In other words: thank God that the homo erectus was not confused...
I also like things simple. Don't make things more complicated than they need to be. Strive for simplicity – do as much as necessary but as simple as possible. That's a perfect motto in life – including work. And be consistent. Don't talk about apples when you mean pears.
But consistency does not mean reduce everything to one – in order to avoid confusion or whatever. Singularity is not a value. On the contrary, it may be a curse.
If all you have is a sledge hammer, you may be able to fix small nails to the wall – but is that intelligent? Is that future proof? No, it isn't.
Now what's actually my point, you may wonder. I currently hear a lot of talking about the need for a single strategy. E.g. a single strategy for standardisation in Europe. And a single planning tool. But can you really have a single strategy for responding to all challenges, for addressing all complexities in an appropriate and effective way? I don't believe that.
The world is multi-dimensional – and so are the issues we want to address. One size doesn't fit all. What you want to be is coherent. Things need to be able to work together. But you don't want to have just one single strategy for everything, one single instrument for getting things done. And different areas have different complexities which require different experts to be involved, consulted, etc.
Your strategy needs to be to be well set up for managing well in this multi-dimensional world. But for sure you need different strategic approaches for different issues and objectives; you need different tools for effectively making progress; and you need to have the respective different experts available to support your strategies.
If you want to reduce all that to a single strategy, a single tool, a single group of experts you are at risk to ignore realities and and you are ready to reduce everything into an inflexible environment which lacks all dynamics to properly understand the complexities and to properly react to them, let alone taking leadership on them.

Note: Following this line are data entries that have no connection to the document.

use crate::pagination;
use crate::progress;

pub(crate) fn default_words_per_page() -> usize {
    pagination::DEFAULT_WORDS_PER_PAGE
}

pub(crate) fn default_min_words_per_page() -> usize {
    pagination::DEFAULT_MIN_WORDS_PER_PAGE
}

pub(crate) fn default_reading_wpm() -> u32 {
    progress::DEFAULT_READING_WPM
}

pub(crate) fn default_loading_delay_ms() -> u64 {
    300
}

pub(crate) fn default_log_level() -> crate::config::LogLevel {
    crate::config::LogLevel::Info
}
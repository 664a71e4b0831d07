//! Terminal rendering of paginator snapshots.

use anyhow::{Context, Result};
use folio_core::session::PaginatorSnapshot;

/// Wrap width handed to `html2text` when turning a page into plain text.
pub const TEXT_WIDTH: usize = 80;

/// One-line summary: position, progress and reading time.
pub fn render_header(snapshot: &PaginatorSnapshot) -> String {
    if snapshot.total_pages == 0 {
        return "No content to display.".to_string();
    }
    format!(
        "Page {}/{} | {}% read | {} words | ~{} min",
        snapshot.current_page,
        snapshot.total_pages,
        snapshot.reading_progress,
        snapshot.current_page_word_count,
        snapshot.current_page_read_time,
    )
}

/// Render a page fragment as wrapped plain text.
pub fn render_page_text(html: &str, width: usize) -> Result<String> {
    if html.trim().is_empty() {
        return Ok(String::new());
    }
    html2text::from_read(html.as_bytes(), width).context("Failed to render page as text")
}

pub fn render_text(snapshot: &PaginatorSnapshot) -> Result<String> {
    let mut out = render_header(snapshot);
    let body = render_page_text(&snapshot.current_page_content, TEXT_WIDTH)?;
    if !body.trim().is_empty() {
        out.push_str("\n\n");
        out.push_str(body.trim_end());
    }
    Ok(out)
}

pub fn render_json(snapshot: &PaginatorSnapshot) -> Result<String> {
    serde_json::to_string_pretty(snapshot).context("Failed to serialize snapshot")
}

I have done a good deal of work on open innovation and on openness versus proprietary. The conclusion is that there is no either / or. There is no open or proprietary. It is always “and”. And those players play best who have found the proper balance between all the different options and approaches. That is the right strategy: Learn to play the claviature well, build your strategies accordingly so that you are in a good position to always strive for finding the right balance which brings most value to you.
A leviathan or single moloch will not help you on the long run. It is anti-Enlightenment, anti-innovation. Acknowledging the multi-dimensional world as it is, being set up to properly address the different dimensions, and bringing things into balance is the much more promising way.